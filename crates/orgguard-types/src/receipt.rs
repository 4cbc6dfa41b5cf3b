use crate::kinds::{ClassificationKind, PolicyKind};
use schemars::JsonSchema;
use serde::{Deserialize, Serialize};
use std::collections::BTreeMap;
use time::OffsetDateTime;

/// Stable schema identifier for audit run results.
pub const SCHEMA_AUDIT_RESULT_V1: &str = "orgguard.audit.v1";

/// A violation, warning or error produced by a rule.
///
/// `identifier` is an addressable path (for example `[profile, permission]`). It is the join
/// key against accepted risks, so it must be stable across runs for the same condition.
#[derive(Clone, Debug, PartialEq, Eq, PartialOrd, Ord, Serialize, Deserialize, JsonSchema)]
pub struct RuleComponentMessage {
    pub identifier: Vec<String>,
    pub message: String,
}

impl RuleComponentMessage {
    pub fn new<I, S>(identifier: I, message: impl Into<String>) -> Self
    where
        I: IntoIterator<Item = S>,
        S: Into<String>,
    {
        Self {
            identifier: identifier.into_iter().map(Into::into).collect(),
            message: message.into(),
        }
    }

    /// The audited entity a message refers to (first identifier segment).
    pub fn entity(&self) -> Option<&str> {
        self.identifier.first().map(String::as_str)
    }
}

pub type Violation = RuleComponentMessage;
pub type Warning = RuleComponentMessage;

/// A violation suppressed by an accepted risk.
#[derive(Clone, Debug, PartialEq, Eq, PartialOrd, Ord, Serialize, Deserialize, JsonSchema)]
pub struct MutedViolation {
    pub identifier: Vec<String>,
    pub message: String,
    pub reason: String,
}

impl MutedViolation {
    pub fn from_violation(violation: Violation, reason: impl Into<String>) -> Self {
        Self {
            identifier: violation.identifier,
            message: violation.message,
            reason: reason.into(),
        }
    }
}

/// A configured rule that was deliberately not executed.
#[derive(Clone, Debug, PartialEq, Eq, PartialOrd, Ord, Serialize, Deserialize, JsonSchema)]
pub struct RuleSkip {
    pub name: String,
    pub reason: String,
}

/// A configured rule name that could not be resolved to an implementation.
#[derive(Clone, Debug, PartialEq, Eq, PartialOrd, Ord, Serialize, Deserialize, JsonSchema)]
pub struct RuleResolveError {
    pub name: String,
    pub message: String,
}

/// Outcome of one rule after muting.
#[derive(Clone, Debug, Default, PartialEq, Eq, Serialize, Deserialize, JsonSchema)]
pub struct PolicyRuleExecutionResult {
    pub rule_name: String,
    pub violations: Vec<Violation>,
    pub muted_violations: Vec<MutedViolation>,
    pub warnings: Vec<Warning>,
    pub errors: Vec<RuleComponentMessage>,
    pub is_compliant: bool,
    pub compliant_entities: Vec<String>,
    pub violated_entities: Vec<String>,
}

/// Outcome of one policy (one entity type).
#[derive(Clone, Debug, Default, PartialEq, Eq, Serialize, Deserialize, JsonSchema)]
pub struct AuditPolicyResult {
    pub is_compliant: bool,
    pub enabled: bool,
    /// Keyed by rule display name.
    pub executed_rules: BTreeMap<String, PolicyRuleExecutionResult>,
    pub skipped_rules: Vec<RuleSkip>,
    pub resolve_errors: Vec<RuleResolveError>,
    pub audited_entities: Vec<String>,
}

impl AuditPolicyResult {
    /// Result for a policy that is switched off in configuration.
    pub fn disabled() -> Self {
        Self {
            is_compliant: true,
            enabled: false,
            ..Self::default()
        }
    }

    pub fn violation_count(&self) -> usize {
        self.executed_rules.values().map(|r| r.violations.len()).sum()
    }
}

/// A policy excluded from the run because a classification it depends on is missing.
#[derive(Clone, Debug, PartialEq, Eq, PartialOrd, Ord, Serialize, Deserialize, JsonSchema)]
pub struct DependencyViolation {
    pub policy: PolicyKind,
    pub classification: ClassificationKind,
    pub code: String,
    pub message: String,
}

/// Run-wide result handed to renderers and persistence layers.
#[derive(Clone, Debug, PartialEq, Serialize, Deserialize, JsonSchema)]
pub struct AuditRunResult {
    pub schema: String,
    pub is_compliant: bool,
    #[schemars(with = "String")]
    #[serde(with = "time::serde::rfc3339")]
    pub started_at: OffsetDateTime,
    #[schemars(with = "String")]
    #[serde(with = "time::serde::rfc3339")]
    pub finished_at: OffsetDateTime,
    pub policies: BTreeMap<PolicyKind, AuditPolicyResult>,
    pub structural_errors: Vec<DependencyViolation>,
}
:::
From the data above, copy each line that has the string "PolicyRuleExecutionResult".

OUTPUT BELOW
pub struct PolicyRuleExecutionResult {
    pub executed_rules: BTreeMap<String, PolicyRuleExecutionResult>,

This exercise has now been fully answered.